How to combine embeddins vectors of bert with other features?

How to combine embeddins vectors of bert with other features? - python

I am working on a classification task with 3 labels (0,1,2 = neg, pos, neu). Data are sentences. So to produce vectors/embeddings of sentences, I use a Bert encoder to get embeddings for each sentence and then I used a simple knn to make predictions.
My data look like this : each sentence has a label and other numerical value of classification.
For example, my data look like this
Sentence embeddings_BERT level sub-level label
je mange [0.21, 0.56] 2 2.1 pos
il hait [0.25, 0.39] 3 3.1 neg
.....
As you can see each sentence has other categories but the are not the final one but indices to help figure the label when a human annotated the data. I want my model to take into consideration those two values when predicting the label. I was wondering if I have to concatenate them with the embeddings generate by the bert encoding or is there another way ?
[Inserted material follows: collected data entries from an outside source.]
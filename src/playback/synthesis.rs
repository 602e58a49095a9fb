//! Remote text-to-speech.
//!
//! [`ElevenLabsSynthesizer`] posts the text to
//! `{base_url}/v1/text-to-speech/{voice_id}` and returns the MP3 body.
//! Connection details come from [`SynthesisConfig`]; the API key may also
//! come from `ELEVENLABS_API_KEY`.

use std::time::Duration;

use async_trait::async_trait;
use serde::Serialize;
use thiserror::Error;

use crate::config::SynthesisConfig;

// ---------------------------------------------------------------------------
// SynthesisError
// ---------------------------------------------------------------------------

#[derive(Debug, Error)]
pub enum SynthesisError {
    #[error("no synthesis API key configured (set ELEVENLABS_API_KEY)")]
    MissingApiKey,

    #[error("synthesis request failed: {0}")]
    Request(String),

    #[error("synthesis request timed out")]
    Timeout,

    #[error("synthesis service returned {status}: {body}")]
    Status { status: u16, body: String },

    #[error("synthesis service returned no audio")]
    EmptyAudio,

    #[error("local synthesizer failed: {0}")]
    Local(String),
}

impl From<reqwest::Error> for SynthesisError {
    fn from(e: reqwest::Error) -> Self {
        if e.is_timeout() {
            SynthesisError::Timeout
        } else {
            SynthesisError::Request(e.to_string())
        }
    }
}

// ---------------------------------------------------------------------------
// Synthesizer trait
// ---------------------------------------------------------------------------

/// Turns text into encoded (MP3) audio.
#[async_trait]
pub trait Synthesizer: Send + Sync {
    async fn synthesize(&self, text: &str) -> Result<Vec<u8>, SynthesisError>;
}

// ---------------------------------------------------------------------------
// ElevenLabsSynthesizer
// ---------------------------------------------------------------------------

#[derive(Serialize)]
struct VoiceSettings {
    stability: f32,
    similarity_boost: f32,
}

#[derive(Serialize)]
struct SpeechRequest<'a> {
    text: &'a str,
    model_id: &'a str,
    voice_settings: VoiceSettings,
}

pub struct ElevenLabsSynthesizer {
    client: reqwest::Client,
    config: SynthesisConfig,
    api_key: Option<String>,
}

impl ElevenLabsSynthesizer {
    /// The client carries the per-request timeout from `timeout_secs`.
    /// A missing key is only reported when a request is attempted.
    pub fn from_config(config: &SynthesisConfig) -> Self {
        let client = reqwest::Client::builder()
            .timeout(Duration::from_secs(config.timeout_secs))
            .build()
            .unwrap_or_else(|_| reqwest::Client::new());

        let api_key = config.resolved_api_key();
        if api_key.is_none() {
            log::warn!("synthesis: no API key configured, responses will not be spoken");
        }

        Self {
            client,
            config: config.clone(),
            api_key,
        }
    }

    fn url(&self) -> String {
        format!(
            "{}/v1/text-to-speech/{}",
            self.config.base_url.trim_end_matches('/'),
            self.config.voice_id
        )
    }
}

#[async_trait]
impl Synthesizer for ElevenLabsSynthesizer {
    async fn synthesize(&self, text: &str) -> Result<Vec<u8>, SynthesisError> {
        let key = self.api_key.as_deref().ok_or(SynthesisError::MissingApiKey)?;

        let body = SpeechRequest {
            text,
            model_id: &self.config.model_id,
            voice_settings: VoiceSettings {
                stability: self.config.stability,
                similarity_boost: self.config.similarity_boost,
            },
        };

        log::debug!("synthesis: requesting {} chars", text.chars().count());
        let response = self
            .client
            .post(self.url())
            .header("xi-api-key", key)
            .header(reqwest::header::ACCEPT, "audio/mpeg")
            .json(&body)
            .send()
            .await?;

        let status = response.status();
        if !status.is_success() {
            let body = response.text().await.unwrap_or_default();
            return Err(SynthesisError::Status {
                status: status.as_u16(),
                body,
            });
        }

        let audio = response.bytes().await?;
        if audio.is_empty() {
            return Err(SynthesisError::EmptyAudio);
        }
        log::debug!("synthesis: received {} bytes", audio.len());
        Ok(audio.to_vec())
    }
}

// ---------------------------------------------------------------------------
// Tests
// ---------------------------------------------------------------------------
There is not one perfect way to tackle this problem, but a simple solution will be to concat the bert embeddings with hard-coded features. The BERT embeddings (sentence embeddings) will be of dimension 768 (if you have used BERT base). These embeddings can be treated as features of the sentence itself. The additional features can be concatenated to form a higher dimensional vector. If the features are categorical, it will be ideal to convert to one-hot vectors and concatenate them. For example, if you want to use level in your example as set of input features, it will be best to convert it into one-hot feature vector and then concatenate with BERT embeddings. However, in some cases, your hard coded features can be dominant feature to bias the classifier, and in some other cases, it can have no influence at all. It all depends on the data that you have.

Related

How to tackle open set classification problem in Python?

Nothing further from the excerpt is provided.